Could Anne and her friends have learned this on their own, if there had been no Patty’s Place, no Friday night receptions, no casual conversations about “cabbages and kings?” I think not, and yet today that almost seems like a novel notion. The importance of friendship for liberal learning is frequently underestimated. On the surface, it is true, friendship does little to increase the rigor of the intellectual endeavor being undertaken. Indeed, with the distraction of social activity and leisure, it could be said to decrease it. When we encourage informal conversations between students and colleagues, we take them away from serious academic work—that is, grappling with ancient ideas and theories and then adding to that body of knowledge. We have long thought about scholarship and academia as a uniquely solitary pursuit; our communing should be primarily with the great minds of the past, not the classmate seated next to us. So we pile on the papers and the readings and by extension teach each other that serious seekers of truth have no time for the frivolity of friendship.

Elizabeth Corey states in her essay “Learning in Love” that at its core a liberal arts education is about learning to love a thing for itself. She argues a person is needed to awaken that love and give us a vision for what the intellectual life looks like. If Corey is correct and we cannot come to love liberal learning on our own, then how can we be expected to sustain it without others?
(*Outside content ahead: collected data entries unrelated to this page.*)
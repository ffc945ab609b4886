//! PhLynx - Graph-to-Model Compiler
//!
//! Compiles a visual graph of biophysical module instances into a flattened
//! model document.
//!
//! # Usage
//!
//! ```bash
//! phlynx graph.json --modules modules/ --units units/ -o model.xml
//! ```

use std::collections::BTreeMap;
use std::fs;
use std::path::{Path, PathBuf};

use clap::Parser;
use phlynx_core::{
    compile,
    error::{CompileError, Result},
    store::GlobalParameter,
    Graph, ProjectStore,
};

/// Graph-to-model compiler for biophysical models
#[derive(Parser, Debug)]
#[command(author, version, about, long_about = None)]
struct Args {
    /// Path to the graph export (.json)
    #[arg(value_name = "GRAPH_FILE")]
    graph: PathBuf,

    /// Directory holding the module files
    #[arg(short, long, value_name = "DIR")]
    modules: PathBuf,

    /// Directory holding the unit-library files, scanned in filename order
    #[arg(short, long, value_name = "DIR")]
    units: Option<PathBuf>,

    /// JSON file mapping variable names to global parameter values
    #[arg(short, long, value_name = "FILE")]
    globals: Option<PathBuf>,

    /// Output path for the model document (stdout when omitted)
    #[arg(short, long, value_name = "FILE")]
    output: Option<PathBuf>,
}

fn main() -> Result<()> {
    env_logger::init();
    let args = Args::parse();

    // Populate the project store from disk
    let store = load_store(&args)?;

    // Parse the graph export
    let graph_text = read(&args.graph)?;
    let graph: Graph = serde_json::from_str(&graph_text)
        .map_err(|e| CompileError::parse(args.graph.display().to_string(), e.to_string()))?;

    // Compile
    let output = compile(&graph, &store);
    for issue in &output.issues {
        eprintln!("{issue}");
    }

    let Some(document) = output.document else {
        let category = output.category.map_or("unknown", |c| c.as_str());
        eprintln!("compilation failed ({category})");
        std::process::exit(1);
    };

    match &args.output {
        Some(path) => fs::write(path, document).map_err(|e| CompileError::Io {
            path: path.display().to_string(),
            source: e,
        })?,
        None => print!("{document}"),
    }
    Ok(())
}

fn load_store(args: &Args) -> Result<ProjectStore> {
    let mut store = ProjectStore::new();
    for path in sorted_files(&args.modules)? {
        store.add_module_file(file_name(&path), read(&path)?);
    }
    if let Some(units_dir) = &args.units {
        for path in sorted_files(units_dir)? {
            store.add_units_file(file_name(&path), read(&path)?);
        }
    }
    if let Some(globals_path) = &args.globals {
        let text = read(globals_path)?;
        let globals: BTreeMap<String, GlobalParameter> = serde_json::from_str(&text)
            .map_err(|e| CompileError::parse(globals_path.display().to_string(), e.to_string()))?;
        for (name, global) in globals {
            store.set_global_parameter(name, global.value, global.units);
        }
    }
    Ok(store)
}

/// Regular files of a directory, sorted by path for a stable catalogue order.
fn sorted_files(dir: &Path) -> Result<Vec<PathBuf>> {
    let entries = fs::read_dir(dir).map_err(|e| CompileError::Io {
        path: dir.display().to_string(),
        source: e,
    })?;
    let mut files = Vec::new();
    for entry in entries {
        let entry = entry.map_err(|e| CompileError::Io {
            path: dir.display().to_string(),
            source: e,
        })?;
        let path = entry.path();
        if path.is_file() {
            files.push(path);
        }
    }
    files.sort();
    Ok(files)
}

fn file_name(path: &Path) -> String {
    path.file_name()
        .map(|n| n.to_string_lossy().into_owned())
        .unwrap_or_else(|| path.display().to_string())
}

fn read(path: &Path) -> Result<String> {
    fs::read_to_string(path).map_err(|e| CompileError::Io {
        path: path.display().to_string(),
        source: e,
    })
}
If liberal learning is intended to be for its own sake—simply because it is worthy of love—how can we persist in that endeavor, one which will be inevitably discouraging, disheartening, and demoralizing, without embodied persons who wish to do the same? Love is necessarily personal, and an education which does not take that into account risks cutting off its life-giving nature. Friendship and liberal learning are two essential aspects of the same end. Liberal learning allows us to see the truth before us, and our friendships force us to encounter it.

When defending friendship’s place in liberal education, we are tempted to resort to utilitarian arguments. For example, interaction with others refines our ideas and challenges us to view the world differently. At the same time, it makes us more tolerant towards those with whom we disagree because we know them as people, not just words on a page which aggravate us by their (perceived) fallacies. Friendship amongst adversaries, as Aristotle taught us, is imperative to maintain order in a pluralistic society. All of these statements are true, but still attempt to make pragmatic that which is inherently not. Because friendship is most definitely an extra, a non-necessary necessity—life can continue without it, as C.S. Lewis discusses in The Four Loves, but it is decidedly less livable.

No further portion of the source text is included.